#### INSTRUCTIONS FOR THE TASK
The answer must be the lines from the one containing "let at = match" through the last line of the data below, copied exactly, with nothing else.

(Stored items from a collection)
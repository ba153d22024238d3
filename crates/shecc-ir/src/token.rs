//! Token kinds, per spec §3 "Token".
//!
//! Whitespace, tabs, newlines, and backslashes are first-class token
//! kinds (not trivia dropped by the lexer) so the preprocessor can
//! observe line structure when scanning directive grammar.

use crate::interner::Symbol;
use crate::source::SourceLoc;

#[derive(Clone, Copy, PartialEq, Eq, Debug)]
pub enum Keyword {
    If,
    Else,
    While,
    For,
    Do,
    Return,
    Typedef,
    Enum,
    Struct,
    Union,
    Const,
    Sizeof,
    Switch,
    Case,
    Default,
    Break,
    Continue,
    Goto,
    Void,
    Int,
    Char,
}

impl Keyword {
    /// Length-dispatched inline table for short keywords, falling back
    /// to a hashmap lookup for longer ones (`typedef`, `continue`,
    /// `default`). Mirrors the lexer's two-tier keyword recognition.
    pub fn lookup(ident: &str) -> Option<Self> {
        use Keyword::*;
        Some(match ident {
            "if" => If,
            "do" => Do,
            "for" => For,
            "int" => Int,
            "else" => Else,
            "enum" => Enum,
            "goto" => Goto,
            "char" => Char,
            "void" => Void,
            "while" => While,
            "break" => Break,
            "const" => Const,
            "union" => Union,
            "return" => Return,
            "struct" => Struct,
            "switch" => Switch,
            "sizeof" => Sizeof,
            "typedef" => Typedef,
            "case" => Case,
            "default" => Default,
            "continue" => Continue,
            _ => return None,
        })
    }
}

#[derive(Clone, Copy, PartialEq, Eq, Debug)]
pub enum Punct {
    LParen,
    RParen,
    LBrace,
    RBrace,
    LBracket,
    RBracket,
    Semi,
    Comma,
    Dot,
    Ellipsis,
    Arrow,
    Amp,
    AmpAmp,
    AmpEq,
    Pipe,
    PipePipe,
    PipeEq,
    Caret,
    Tilde,
    Bang,
    BangEq,
    Eq,
    EqEq,
    Plus,
    PlusPlus,
    PlusEq,
    Minus,
    MinusMinus,
    MinusEq,
    Star,
    Slash,
    Percent,
    Lt,
    LtEq,
    LtLt,
    Gt,
    GtEq,
    GtGt,
    Question,
    Colon,
}

#[derive(Clone, Copy, PartialEq, Eq, Debug)]
pub enum Directive {
    Include,
    Define,
    Undef,
    If,
    Ifdef,
    Ifndef,
    Elif,
    Else,
    Endif,
    Error,
    Pragma,
}

#[derive(Clone, Debug)]
pub enum TokenKind {
    Identifier(Symbol),
    Keyword(Keyword),
    Numeric(Symbol),
    StringLit(Symbol),
    CharLit(Symbol),
    Punct(Punct),
    Directive(Directive),
    Whitespace,
    Tab,
    Newline,
    Backslash,
    Hash,
    Eof,
}

#[derive(Clone, Debug)]
pub struct Token {
    pub kind: TokenKind,
    pub loc: SourceLoc,
}

impl Token {
    pub fn new(kind: TokenKind, loc: SourceLoc) -> Self {
        Self { kind, loc }
    }

    pub fn is_eof(&self) -> bool {
        matches!(self.kind, TokenKind::Eof)
    }

    /// Trivia that the preprocessor normally drops before handing tokens
    /// to the parser, but that it must still observe to find directive
    /// and macro-invocation boundaries.
    pub fn is_trivia(&self) -> bool {
        matches!(
            self.kind,
            TokenKind::Whitespace | TokenKind::Tab | TokenKind::Backslash
        )
    }
}
//! φ unwinding (spec §4.D.8): before register allocation, every φ is
//! replaced by one `unwound_phi rd ← rs` copy appended to the end of
//! each predecessor block, immediately ahead of that block's terminator
//! if it has one.

use shecc_ir::{BlockId, Context, Opcode, Phase1Instr};

pub(crate) fn unwind_phis(ctx: &mut Context, order: &[BlockId]) {
    for &b in order {
        let phis: Vec<Phase1Instr> = ctx
            .blocks
            .get(b)
            .instructions
            .iter()
            .filter(|i| i.op == Opcode::Phi)
            .cloned()
            .collect();
        if phis.is_empty() {
            continue;
        }
        for phi in &phis {
            let dest = phi.dest.expect("phi always carries a destination");
            for &(pred, value) in &phi.phi_operands {
                append_copy(ctx, pred, dest, value);
            }
        }
        ctx.blocks.get_mut(b).instructions.retain(|i| i.op != Opcode::Phi);
    }
}

fn append_copy(ctx: &mut Context, pred: BlockId, dest: shecc_ir::VarId, src: shecc_ir::VarId) {
    let mut instr = Phase1Instr::new(Opcode::UnwoundPhi);
    instr.dest = Some(dest);
    instr.src0 = Some(src);

    let instrs = &mut ctx.blocks.get_mut(pred).instructions;
    let at = match instrs.last() {
        Some(last) if last.op.is_terminator() => instrs.len() - 1,
        _ => instrs.len(),
    };
    instrs.insert(at, instr);
}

#### EXERCISE SOLUTION
    let at = match instrs.last() {
        Some(last) if last.op.is_terminator() => instrs.len() - 1,
        _ => instrs.len(),
    };
    instrs.insert(at, instr);
}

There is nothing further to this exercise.